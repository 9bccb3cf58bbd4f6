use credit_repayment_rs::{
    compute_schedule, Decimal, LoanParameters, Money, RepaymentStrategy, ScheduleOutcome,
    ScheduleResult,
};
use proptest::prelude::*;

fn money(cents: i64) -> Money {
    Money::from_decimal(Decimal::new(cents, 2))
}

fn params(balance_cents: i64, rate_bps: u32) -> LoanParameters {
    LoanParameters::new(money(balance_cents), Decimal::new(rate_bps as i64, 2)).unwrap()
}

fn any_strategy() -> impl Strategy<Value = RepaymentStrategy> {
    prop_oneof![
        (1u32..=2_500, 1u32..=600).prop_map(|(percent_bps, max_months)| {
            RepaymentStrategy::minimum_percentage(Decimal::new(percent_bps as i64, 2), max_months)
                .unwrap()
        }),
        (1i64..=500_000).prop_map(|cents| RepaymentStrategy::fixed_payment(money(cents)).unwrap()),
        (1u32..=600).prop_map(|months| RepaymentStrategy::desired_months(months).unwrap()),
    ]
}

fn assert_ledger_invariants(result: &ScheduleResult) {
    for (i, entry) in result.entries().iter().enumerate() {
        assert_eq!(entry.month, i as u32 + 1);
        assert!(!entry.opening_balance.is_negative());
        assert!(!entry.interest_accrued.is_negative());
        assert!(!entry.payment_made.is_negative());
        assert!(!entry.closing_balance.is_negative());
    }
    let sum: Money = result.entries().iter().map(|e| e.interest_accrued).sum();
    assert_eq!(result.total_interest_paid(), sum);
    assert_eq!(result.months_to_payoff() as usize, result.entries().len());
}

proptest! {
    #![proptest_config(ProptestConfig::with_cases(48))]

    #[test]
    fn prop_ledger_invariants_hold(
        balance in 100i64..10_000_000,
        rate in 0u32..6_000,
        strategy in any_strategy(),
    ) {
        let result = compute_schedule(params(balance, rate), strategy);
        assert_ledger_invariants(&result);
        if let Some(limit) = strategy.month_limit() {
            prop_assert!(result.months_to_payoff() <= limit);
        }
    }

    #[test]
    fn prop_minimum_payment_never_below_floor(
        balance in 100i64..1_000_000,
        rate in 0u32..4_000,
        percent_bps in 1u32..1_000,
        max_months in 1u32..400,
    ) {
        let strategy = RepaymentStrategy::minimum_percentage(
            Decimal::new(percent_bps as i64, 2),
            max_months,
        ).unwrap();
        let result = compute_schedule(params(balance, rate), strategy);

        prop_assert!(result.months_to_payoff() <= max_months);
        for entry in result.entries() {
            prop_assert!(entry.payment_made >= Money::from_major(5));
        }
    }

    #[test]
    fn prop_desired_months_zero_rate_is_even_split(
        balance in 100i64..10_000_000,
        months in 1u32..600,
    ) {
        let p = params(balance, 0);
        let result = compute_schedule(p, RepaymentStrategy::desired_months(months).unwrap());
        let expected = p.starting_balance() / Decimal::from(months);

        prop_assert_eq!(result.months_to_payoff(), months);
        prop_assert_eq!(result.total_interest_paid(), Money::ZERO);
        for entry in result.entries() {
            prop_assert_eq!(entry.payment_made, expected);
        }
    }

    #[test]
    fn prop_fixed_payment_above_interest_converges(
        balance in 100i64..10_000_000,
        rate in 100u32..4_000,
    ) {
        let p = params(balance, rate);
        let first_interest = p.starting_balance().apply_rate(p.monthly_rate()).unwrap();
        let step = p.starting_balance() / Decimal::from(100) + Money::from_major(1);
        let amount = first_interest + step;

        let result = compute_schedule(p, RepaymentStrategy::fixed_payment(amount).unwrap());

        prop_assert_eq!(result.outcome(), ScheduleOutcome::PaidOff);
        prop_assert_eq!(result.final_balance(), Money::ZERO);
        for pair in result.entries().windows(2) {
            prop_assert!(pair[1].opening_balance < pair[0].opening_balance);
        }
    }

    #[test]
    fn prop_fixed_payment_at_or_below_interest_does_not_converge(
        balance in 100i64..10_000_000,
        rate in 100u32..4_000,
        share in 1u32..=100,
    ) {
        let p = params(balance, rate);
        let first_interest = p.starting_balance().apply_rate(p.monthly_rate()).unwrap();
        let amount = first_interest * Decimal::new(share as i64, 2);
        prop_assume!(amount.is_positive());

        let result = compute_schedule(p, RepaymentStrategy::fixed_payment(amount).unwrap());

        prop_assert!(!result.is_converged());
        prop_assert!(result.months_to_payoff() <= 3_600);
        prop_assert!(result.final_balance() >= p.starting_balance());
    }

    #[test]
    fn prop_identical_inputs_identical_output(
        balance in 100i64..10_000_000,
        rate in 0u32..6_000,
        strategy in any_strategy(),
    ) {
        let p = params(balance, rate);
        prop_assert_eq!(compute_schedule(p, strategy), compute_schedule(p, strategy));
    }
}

What the task requires | Print the data in full. Match it exactly.

Result |
repository 9bccb3cf58bbd4f6
use credit_repayment_rs::{
    compute_schedule, Decimal, LoanParameters, Money, RepaymentStrategy, ScheduleOutcome,
    ScheduleResult,
};
use proptest::prelude::*;

fn money(cents: i64) -> Money {
    Money::from_decimal(Decimal::new(cents, 2))
}

fn params(balance_cents: i64, rate_bps: u32) -> LoanParameters {
    LoanParameters::new(money(balance_cents), Decimal::new(rate_bps as i64, 2)).unwrap()
}

fn any_strategy() -> impl Strategy<Value = RepaymentStrategy> {
    prop_oneof![
        (1u32..=2_500, 1u32..=600).prop_map(|(percent_bps, max_months)| {
            RepaymentStrategy::minimum_percentage(Decimal::new(percent_bps as i64, 2), max_months)
                .unwrap()
        }),
        (1i64..=500_000).prop_map(|cents| RepaymentStrategy::fixed_payment(money(cents)).unwrap()),
        (1u32..=600).prop_map(|months| RepaymentStrategy::desired_months(months).unwrap()),
    ]
}

fn assert_ledger_invariants(result: &ScheduleResult) {
    for (i, entry) in result.entries().iter().enumerate() {
        assert_eq!(entry.month, i as u32 + 1);
        assert!(!entry.opening_balance.is_negative());
        assert!(!entry.interest_accrued.is_negative());
        assert!(!entry.payment_made.is_negative());
        assert!(!entry.closing_balance.is_negative());
    }
    let sum: Money = result.entries().iter().map(|e| e.interest_accrued).sum();
    assert_eq!(result.total_interest_paid(), sum);
    assert_eq!(result.months_to_payoff() as usize, result.entries().len());
}

proptest! {
    #![proptest_config(ProptestConfig::with_cases(48))]

    #[test]
    fn prop_ledger_invariants_hold(
        balance in 100i64..10_000_000,
        rate in 0u32..6_000,
        strategy in any_strategy(),
    ) {
        let result = compute_schedule(params(balance, rate), strategy);
        assert_ledger_invariants(&result);
        if let Some(limit) = strategy.month_limit() {
            prop_assert!(result.months_to_payoff() <= limit);
        }
    }

    #[test]
    fn prop_minimum_payment_never_below_floor(
        balance in 100i64..1_000_000,
        rate in 0u32..4_000,
        percent_bps in 1u32..1_000,
        max_months in 1u32..400,
    ) {
        let strategy = RepaymentStrategy::minimum_percentage(
            Decimal::new(percent_bps as i64, 2),
            max_months,
        ).unwrap();
        let result = compute_schedule(params(balance, rate), strategy);

        prop_assert!(result.months_to_payoff() <= max_months);
        for entry in result.entries() {
            prop_assert!(entry.payment_made >= Money::from_major(5));
        }
    }

    #[test]
    fn prop_desired_months_zero_rate_is_even_split(
        balance in 100i64..10_000_000,
        months in 1u32..600,
    ) {
        let p = params(balance, 0);
        let result = compute_schedule(p, RepaymentStrategy::desired_months(months).unwrap());
        let expected = p.starting_balance() / Decimal::from(months);

        prop_assert_eq!(result.months_to_payoff(), months);
        prop_assert_eq!(result.total_interest_paid(), Money::ZERO);
        for entry in result.entries() {
            prop_assert_eq!(entry.payment_made, expected);
        }
    }

    #[test]
    fn prop_fixed_payment_above_interest_converges(
        balance in 100i64..10_000_000,
        rate in 100u32..4_000,
    ) {
        let p = params(balance, rate);
        let first_interest = p.starting_balance().apply_rate(p.monthly_rate()).unwrap();
        let step = p.starting_balance() / Decimal::from(100) + Money::from_major(1);
        let amount = first_interest + step;

        let result = compute_schedule(p, RepaymentStrategy::fixed_payment(amount).unwrap());

        prop_assert_eq!(result.outcome(), ScheduleOutcome::PaidOff);
        prop_assert_eq!(result.final_balance(), Money::ZERO);
        for pair in result.entries().windows(2) {
            prop_assert!(pair[1].opening_balance < pair[0].opening_balance);
        }
    }

    #[test]
    fn prop_fixed_payment_at_or_below_interest_does_not_converge(
        balance in 100i64..10_000_000,
        rate in 100u32..4_000,
        share in 1u32..=100,
    ) {
        let p = params(balance, rate);
        let first_interest = p.starting_balance().apply_rate(p.monthly_rate()).unwrap();
        let amount = first_interest * Decimal::new(share as i64, 2);
        prop_assume!(amount.is_positive());

        let result = compute_schedule(p, RepaymentStrategy::fixed_payment(amount).unwrap());

        prop_assert!(!result.is_converged());
        prop_assert!(result.months_to_payoff() <= 3_600);
        prop_assert!(result.final_balance() >= p.starting_balance());
    }

    #[test]
    fn prop_identical_inputs_identical_output(
        balance in 100i64..10_000_000,
        rate in 0u32..6_000,
        strategy in any_strategy(),
    ) {
        let p = params(balance, rate);
        prop_assert_eq!(compute_schedule(p, strategy), compute_schedule(p, strategy));
    }
}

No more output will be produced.